Derit suara bising itu kembali terdengar, rungunya menajam, aroma membekas di benaknya sangat mencandu sekali, meskipun dalam jarak sedikit jauh, ia pasti akan tahu, kalau itu adalah prianya.
"Ah, dia sudah pulang rupanya."
Semakin bising, semakin dekat rasanya, sekian tahun, jantung ini masih merasakan debar, padahal presensi pria itu belum muncul di daun pintu.
Banyak sekali pertanyaan retorik ingin kulemparkan kala raut cerahnya berseri. Bertanya perihal kecil pun sangat menyenangkan apabila itu tentangnya.

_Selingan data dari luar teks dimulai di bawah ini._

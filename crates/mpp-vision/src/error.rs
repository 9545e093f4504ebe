//! Error types for the detection core.

use mpp_models::ErrorKind;
use thiserror::Error;

/// Result type for detection operations.
pub type VisionResult<T> = Result<T, VisionError>;

/// Errors raised by the category mapper, the detection engine and the pipeline.
#[derive(Debug, Error)]
pub enum VisionError {
    #[error("Invalid input: {0}")]
    InvalidInput(String),

    #[error("Model unavailable: {0}")]
    ModelUnavailable(String),

    #[error("Category table unavailable: {0}")]
    CategoryTableUnavailable(String),

    #[error("Inference failed: {0}")]
    Inference(String),

    #[error("Inference timed out after {0} ms")]
    InferenceTimeout(u64),

    /// Invalid startup settings; never produced while serving a request.
    #[error("Invalid configuration: {0}")]
    Config(String),
}

impl VisionError {
    pub fn invalid_input(message: impl Into<String>) -> Self {
        Self::InvalidInput(message.into())
    }

    pub fn model_unavailable(message: impl Into<String>) -> Self {
        Self::ModelUnavailable(message.into())
    }

    pub fn category_table(message: impl Into<String>) -> Self {
        Self::CategoryTableUnavailable(message.into())
    }

    pub fn inference(message: impl Into<String>) -> Self {
        Self::Inference(message.into())
    }

    pub fn config(message: impl Into<String>) -> Self {
        Self::Config(message.into())
    }

    /// Wire classification of this error.
    pub fn kind(&self) -> ErrorKind {
        match self {
            VisionError::InvalidInput(_) => ErrorKind::InvalidInput,
            VisionError::ModelUnavailable(_) => ErrorKind::ModelUnavailable,
            VisionError::CategoryTableUnavailable(_) => ErrorKind::CategoryTableUnavailable,
            VisionError::Inference(_) => ErrorKind::InferenceError,
            VisionError::InferenceTimeout(_) => ErrorKind::InferenceTimeout,
            VisionError::Config(_) => ErrorKind::Internal,
        }
    }
}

Duduk berpangku di sofa saja sudah membuatku cukup kepayang, membaui aroma khas yang selama ini selalu kusuka, kunikmati hingga rasanya hatiku terisi penuh kembali, dan merasakan banyak memori jangka panjang yang kusimpan lamat.
Bahkan hanya sekedar tangan besar itu melingkupiku saja rasanya nyaman sekali. Rengkuhan hangat yang memabukkan, dengan alunan piano menyejukkan,
Ah, aku bahagia sekali bersamanya.
Lingua merah nan menggoda itu terjulur, rasanya ingin menerkam pria itu— oh akalku sedang tak waras memikirkan pikiran gila itu.
Dia selalu saja menggoda, dan aku tetap saja tergoda. Iblis kau, Kimtae.
"Aku mencintaimu Nay, selalu." kecupan ringan dengan bibir basahnya, membuat hormon nyaman itu kian meningkat.
Pelukan itu semakin memberat, terdengar lenguhan ringan dibahu kanannya.
Gelisah, pelipisku mulai banjir keringat, "Tidak. Kau mulai lagi, Kim. Aku tidak bisa membencimu, tidak. Tidak akan lagi."
"Nay, aku terbakar— rasanya tubuhku kian membara, aku harus pergi, Dia menungguku, mungkin bagimu Dia murka, — pria itu tertawa kecil, tapi bagiku itu malah menunjukkan kesedihan terbesarnya. "—duniaku rusak oleh diriku sendiri,"
dengan mudahnya kehangatan itu menguar, layaknya lengkungan manis yang kusuka itu kian memudar.
"Jangan! Aku tak suka, biarkan Dia. Kau telah lama dibuang. Biar saja aku yang mengurusmu—" kuraih erat jemari panjangnya, menciumnya lembut, merasakannya dengan tatapan penuh kasih setengah nanar dan khawatir.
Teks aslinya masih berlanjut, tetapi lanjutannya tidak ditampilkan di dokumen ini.